Truncated+Diinflated at 0:


Thanks for the results and plots. This will give me more motivation to fix LOO-PIT for discrete more quickly (pinging @jonah). Your LOO-PIT plots are wrong; and I know how we should fix this.

It’s not clear what your models are, but the truncated one is clearly better based on loo and the last plots. Without further details, it’s not clear if there could be a even better model.

1 Like

As to the number of parameters p, I am not sure what do you mean by “parameters block” (I am using brms instead of Stan). I can get a list of parameters by using the parnames() function in brms. Can this be considered as the number of parameters?

If yes, then I have a case where p_loo is around 800 and p is around 1200. If n represents the total number of data points, then n/5=47508. So it doesn’t fit any of your categories. In this case, how should I check my model to see if it is specified correctly or not?

This is the loo result:

Thank you!

1 Like

Unfortunately help text for parnames doesn’t tell whether it includes also transformed parameters. @paul.buerkner can you clarify?

Can you show also the brms formula you are using? Maybe you have a hierarchical model and the observations with high khats are in groups with only a few observations?

1 Like

Thanks for yoru reply! This is the command I used to fit the model:

There are 237541 data points in data2fit.all. The data points are from 157 genes and 1513 cells from 8 cell types. For this model, there are 157*8=1256 group levels. sc.prop is the only predictor in the model. For overdispersion and zero inflation parameter of the ZINB distribution, I chose them to be the same across all levels.

A few questions:

(1) It seems that each data point has a khat. Forgive my limited knowledge of how khat is estimated. Does high khat mean the model fits badly for the given data point? I assume “fit badly” here means the model is not able to generate a value that is similar to the observed value during posterior predictive check?
(2) In my case, the loo result shows that 15 observations with k greater than 0.7. It seems a small number compared to the total number of data points. Can I ignore this just by looking at the number of data points with khat > 0.7? Does a small proportion indicate a good fit?
(3) This may be a stupid question. When I try to fit a model using variational inference, I often get warinings of high Pareto khat. When I try to fit a model using MCMC sampling, I usually don’t see this information. I understand that loo() is a generic function on models fitted with any method. But can I ignore the loo() result if my model fitted by MCMC sampling show good convergence (no divergences)?

parnames contains a lot of things (including some generated quantities but excluding some parameters) and I wouldn’t use it to compare against p_loo.

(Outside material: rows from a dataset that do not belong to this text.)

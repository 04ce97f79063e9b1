//! Notification Dispatcher
//!
//! Delivers one message per matched transaction that has not been notified
//! yet, and records the delivery in the dedup ledger keyed by
//! (transaction hash, subscriber).

use std::sync::Arc;

use tracing::{debug, error, warn};

use crate::matcher::MatchedTransaction;
use crate::notifier::Notifier;
use crate::store::{LedgerEntry, NotificationLedger, StoreError};

/// Result of dispatching one matched transaction
#[derive(Debug, Clone, Copy, PartialEq, Eq, Hash)]
pub enum DispatchOutcome {
    /// Sent now
    Delivered,
    /// The ledger already holds this (transaction, subscriber) pair
    AlreadyDelivered,
    /// The send failed; the pair was not recorded
    DeliveryFailed,
}

/// Per-block dispatch counters
#[derive(Debug, Clone, Copy, Default, PartialEq, Eq)]
pub struct DispatchStats {
    pub delivered: u64,
    pub already_delivered: u64,
    pub failed: u64,
}

impl DispatchStats {
    pub fn record(&mut self, outcome: DispatchOutcome) {
        match outcome {
            DispatchOutcome::Delivered => self.delivered += 1,
            DispatchOutcome::AlreadyDelivered => self.already_delivered += 1,
            DispatchOutcome::DeliveryFailed => self.failed += 1,
        }
    }

    pub fn merge(&mut self, other: DispatchStats) {
        self.delivered += other.delivered;
        self.already_delivered += other.already_delivered;
        self.failed += other.failed;
    }

    pub fn total(&self) -> u64 {
        self.delivered + self.already_delivered + self.failed
    }
}

/// Ledger-checked delivery of matched transactions
pub struct NotificationDispatcher {
    ledger: Arc<dyn NotificationLedger>,
    notifier: Arc<dyn Notifier>,
}

impl NotificationDispatcher {
    pub fn new(ledger: Arc<dyn NotificationLedger>, notifier: Arc<dyn Notifier>) -> Self {
        Self { ledger, notifier }
    }

    /// Deliver `matched` unless already delivered
    ///
    /// # Returns
    /// * `Ok(DispatchOutcome)` - The delivery outcome. A failed send is an
    ///   outcome, not an error.
    /// * `Err(StoreError)` - The ledger could not be read, so nothing was
    ///   sent and the block must be retried.
    pub async fn dispatch(
        &self,
        matched: &MatchedTransaction,
    ) -> Result<DispatchOutcome, StoreError> {
        if self.ledger.is_recorded(matched.hash, matched.subscriber).await? {
            debug!(
                tx_hash = %matched.hash,
                subscriber = matched.subscriber,
                "already delivered"
            );
            return Ok(DispatchOutcome::AlreadyDelivered);
        }

        if let Err(e) = self.notifier.notify(matched.subscriber, matched).await {
            warn!(
                tx_hash = %matched.hash,
                subscriber = matched.subscriber,
                error = %e,
                "notification delivery failed"
            );
            return Ok(DispatchOutcome::DeliveryFailed);
        }

        // The message is out; a ledger failure here can only cause a duplicate
        if let Err(e) = self.ledger.record(&LedgerEntry::for_match(matched)).await {
            error!(
                tx_hash = %matched.hash,
                subscriber = matched.subscriber,
                error = %e,
                "delivered but failed to record in ledger"
            );
        }

        debug!(
            tx_hash = %matched.hash,
            subscriber = matched.subscriber,
            direction = %matched.direction,
            address = ?matched.monitored_address(),
            "notification delivered"
        );
        Ok(DispatchOutcome::Delivered)
    }
}

#[cfg(test)]
mod tests {
    use super::*;
    use crate::matcher::Direction;
    use crate::notifier::{MockNotifier, NotifyError};
    use crate::store::{MemoryStore, SubscriberId};
    use alloy::primitives::{Address, TxHash, U256};
    use async_trait::async_trait;

    fn matched(seq: u8, subscriber: SubscriberId) -> MatchedTransaction {
        MatchedTransaction {
            block_number: 101,
            hash: TxHash::repeat_byte(seq),
            from: Address::repeat_byte(0xaa),
            to: Some(Address::repeat_byte(0xbb)),
            value: U256::from(1u64),
            gas: 21_000,
            direction: Direction::Outgoing,
            subscriber,
        }
    }

    /// Ledger that reads fine but never accepts writes
    struct ReadOnlyLedger;

    #[async_trait]
    impl NotificationLedger for ReadOnlyLedger {
        async fn is_recorded(&self, _: TxHash, _: SubscriberId) -> Result<bool, StoreError> {
            Ok(false)
        }
        async fn record(&self, _: &LedgerEntry) -> Result<bool, StoreError> {
            Err(StoreError::Backend("read-only".to_string()))
        }
    }

    /// Ledger that cannot be read
    struct UnreadableLedger;

    #[async_trait]
    impl NotificationLedger for UnreadableLedger {
        async fn is_recorded(&self, _: TxHash, _: SubscriberId) -> Result<bool, StoreError> {
            Err(StoreError::Backend("down".to_string()))
        }
        async fn record(&self, _: &LedgerEntry) -> Result<bool, StoreError> {
            Err(StoreError::Backend("down".to_string()))
        }
    }

    #[tokio::test]
    async fn test_delivers_once_then_dedups() {
        let ledger = Arc::new(MemoryStore::new());
        let mut notifier = MockNotifier::new();
        notifier.expect_notify().times(1).returning(|_, _| Ok(()));

        let dispatcher = NotificationDispatcher::new(ledger.clone(), Arc::new(notifier));
        let tx = matched(1, 7);

        assert_eq!(dispatcher.dispatch(&tx).await.unwrap(), DispatchOutcome::Delivered);
        assert_eq!(
            dispatcher.dispatch(&tx).await.unwrap(),
            DispatchOutcome::AlreadyDelivered
        );
        assert!(ledger.is_recorded(tx.hash, 7).await.unwrap());
    }

    #[tokio::test]
    async fn test_same_transaction_two_subscribers_both_delivered() {
        let ledger = Arc::new(MemoryStore::new());
        let mut notifier = MockNotifier::new();
        notifier
            .expect_notify()
            .withf(|subscriber, _| *subscriber == 7 || *subscriber == 8)
            .times(2)
            .returning(|_, _| Ok(()));

        let dispatcher = NotificationDispatcher::new(ledger.clone(), Arc::new(notifier));

        assert_eq!(dispatcher.dispatch(&matched(1, 7)).await.unwrap(), DispatchOutcome::Delivered);
        assert_eq!(dispatcher.dispatch(&matched(1, 8)).await.unwrap(), DispatchOutcome::Delivered);
        assert_eq!(ledger.ledger_len(), 2);
    }

    #[tokio::test]
    async fn test_failed_send_is_not_recorded() {
        let ledger = Arc::new(MemoryStore::new());
        let mut notifier = MockNotifier::new();
        let mut attempts = 0;
        notifier.expect_notify().times(2).returning(move |_, _| {
            attempts += 1;
            if attempts == 1 {
                Err(NotifyError::Rejected {
                    status: 502,
                    body: "bad gateway".to_string(),
                })
            } else {
                Ok(())
            }
        });

        let dispatcher = NotificationDispatcher::new(ledger.clone(), Arc::new(notifier));
        let tx = matched(1, 7);

        assert_eq!(dispatcher.dispatch(&tx).await.unwrap(), DispatchOutcome::DeliveryFailed);
        assert!(!ledger.is_recorded(tx.hash, 7).await.unwrap());

        assert_eq!(dispatcher.dispatch(&tx).await.unwrap(), DispatchOutcome::Delivered);
        assert!(ledger.is_recorded(tx.hash, 7).await.unwrap());
    }

    #[tokio::test]
    async fn test_ledger_write_failure_still_delivered() {
        let mut notifier = MockNotifier::new();
        notifier.expect_notify().times(1).returning(|_, _| Ok(()));

        let dispatcher = NotificationDispatcher::new(Arc::new(ReadOnlyLedger), Arc::new(notifier));

        assert_eq!(
            dispatcher.dispatch(&matched(1, 7)).await.unwrap(),
            DispatchOutcome::Delivered
        );
    }

    #[tokio::test]
    async fn test_unreadable_ledger_sends_nothing() {
        let mut notifier = MockNotifier::new();
        notifier.expect_notify().never();

        let dispatcher = NotificationDispatcher::new(Arc::new(UnreadableLedger), Arc::new(notifier));

        assert!(dispatcher.dispatch(&matched(1, 7)).await.is_err());
    }

    #[test]
    fn test_dispatch_stats() {
        let mut stats = DispatchStats::default();
        stats.record(DispatchOutcome::Delivered);
        stats.record(DispatchOutcome::AlreadyDelivered);
        stats.record(DispatchOutcome::DeliveryFailed);

        let mut total = DispatchStats::default();
        total.merge(stats);
        total.merge(stats);

        assert_eq!(total.delivered, 2);
        assert_eq!(total.total(), 6);
    }
}
//! Chain Reader
//!
//! Thin accessor over the chain JSON-RPC: the latest block height and the
//! full transaction list of a block. Only read methods are used.

use std::sync::atomic::{AtomicU64, Ordering};

use alloy::consensus::Transaction as ConsensusTransaction;
use alloy::eips::BlockNumberOrTag;
use alloy::network::TransactionResponse;
use alloy::primitives::{Address, TxHash, U256};
use alloy::providers::{DynProvider, Provider, ProviderBuilder};
use async_trait::async_trait;
use thiserror::Error;
use tracing::{debug, info, warn};

/// Errors that can occur while reading the chain
#[derive(Error, Debug)]
pub enum ChainError {
    #[error("Chain unavailable (last known height {last_known}): {reason}")]
    Unavailable { last_known: u64, reason: String },

    #[error("Failed to fetch block {height}: {reason}")]
    BlockFetch { height: u64, reason: String },

    #[error("Block {0} not found")]
    BlockNotFound(u64),

    #[error("Invalid RPC URL: {0}")]
    InvalidUrl(String),
}

impl ChainError {
    /// The block height the error refers to, if any
    pub fn height(&self) -> Option<u64> {
        match self {
            ChainError::BlockFetch { height, .. } => Some(*height),
            ChainError::BlockNotFound(height) => Some(*height),
            _ => None,
        }
    }
}

/// The fields of a block transaction the monitor needs
#[derive(Debug, Clone, PartialEq, Eq)]
pub struct BlockTransaction {
    /// Transaction hash
    pub hash: TxHash,
    /// Sender address
    pub from: Address,
    /// Recipient address (None for contract creation)
    pub to: Option<Address>,
    /// Transaction value in base units
    pub value: U256,
    /// Gas field of the transaction body
    pub gas: u64,
}

/// Read access to the chain
#[async_trait]
pub trait ChainReader: Send + Sync {
    /// Current chain head. On failure the error carries the last height
    /// successfully observed.
    async fn latest_height(&self) -> Result<u64, ChainError>;

    /// Every transaction of the block at `height`, in block order. Never
    /// returns a partial block.
    async fn block_transactions(&self, height: u64) -> Result<Vec<BlockTransaction>, ChainError>;
}

/// [`ChainReader`] over an alloy JSON-RPC provider
pub struct RpcChainReader {
    provider: DynProvider,
    last_known: AtomicU64,
}

impl RpcChainReader {
    /// Wrap an existing provider
    pub fn new(provider: DynProvider) -> Self {
        Self {
            provider,
            last_known: AtomicU64::new(0),
        }
    }

    /// Build a reader on an HTTP JSON-RPC endpoint
    pub fn connect_http(rpc_url: &str) -> Result<Self, ChainError> {
        let url = rpc_url
            .parse::<reqwest::Url>()
            .map_err(|e| ChainError::InvalidUrl(format!("{}: {}", rpc_url, e)))?;
        let provider = ProviderBuilder::new().connect_http(url).erased();
        info!(rpc_url = %rpc_url, "chain reader configured");
        Ok(Self::new(provider))
    }

    /// Highest head height observed so far
    pub fn last_known_height(&self) -> u64 {
        self.last_known.load(Ordering::SeqCst)
    }

    /// Chain id reported by the node
    pub async fn chain_id(&self) -> Result<u64, ChainError> {
        self.provider
            .get_chain_id()
            .await
            .map_err(|e| ChainError::Unavailable {
                last_known: self.last_known_height(),
                reason: e.to_string(),
            })
    }
}

#[async_trait]
impl ChainReader for RpcChainReader {
    async fn latest_height(&self) -> Result<u64, ChainError> {
        match self.provider.get_block_number().await {
            Ok(height) => {
                self.last_known.fetch_max(height, Ordering::SeqCst);
                debug!(height, "latest block");
                Ok(height)
            }
            Err(e) => {
                let last_known = self.last_known_height();
                warn!(last_known, error = %e, "failed to get latest block");
                Err(ChainError::Unavailable {
                    last_known,
                    reason: e.to_string(),
                })
            }
        }
    }

    async fn block_transactions(&self, height: u64) -> Result<Vec<BlockTransaction>, ChainError> {
        let block = self
            .provider
            .get_block_by_number(BlockNumberOrTag::Number(height))
            .full()
            .await
            .map_err(|e| ChainError::BlockFetch {
                height,
                reason: e.to_string(),
            })?
            .ok_or(ChainError::BlockNotFound(height))?;

        if block.transactions.is_hashes() && !block.transactions.is_empty() {
            return Err(ChainError::BlockFetch {
                height,
                reason: "node returned transaction hashes instead of bodies".to_string(),
            });
        }

        let transactions = block
            .transactions
            .txns()
            .map(|tx| BlockTransaction {
                hash: TransactionResponse::tx_hash(tx),
                from: TransactionResponse::from(tx),
                to: ConsensusTransaction::to(tx),
                value: ConsensusTransaction::value(tx),
                gas: ConsensusTransaction::gas_limit(tx),
            })
            .collect();

        Ok(transactions)
    }
}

It means that the observation is highly influential and leave-one-out-posterior when leaving that observation out is so much different than full posterior that importance sampling approximated LOO fails (and waic would fail, too). See Pareto smoothed importance sampling for more. Observation can be highly influential for different reasons, see LOO Glossary Pareto k estimates.

With khat >0.7 the error can be negligible or very large with some probability, but as you can’t know how large the error can be or what is that probability what to do depends on how are you going to use the model. I recommend to look at those 15 observations and check if you can see why they are highly influential. This will also improve your understanding of the phenomenon, data and model.

Small proportion means that small proportion is highly influential and there can be different reasons why observations are highly influential, see the link above.

That is likely as variational inference is less accurate than MCMC

The purpose of convergence diagnostics is different from the purpose of loo(). In addition of checking divergences, it is recommended to use also other convergence diagnostics (e.g. Rhat and ESS, and also look at the MCSE for quantities of interest). AIf the convergence diagnostics don’t alert about possible issues, then loo() can be used as part of model checking, assessment of predictive performance and model comparison.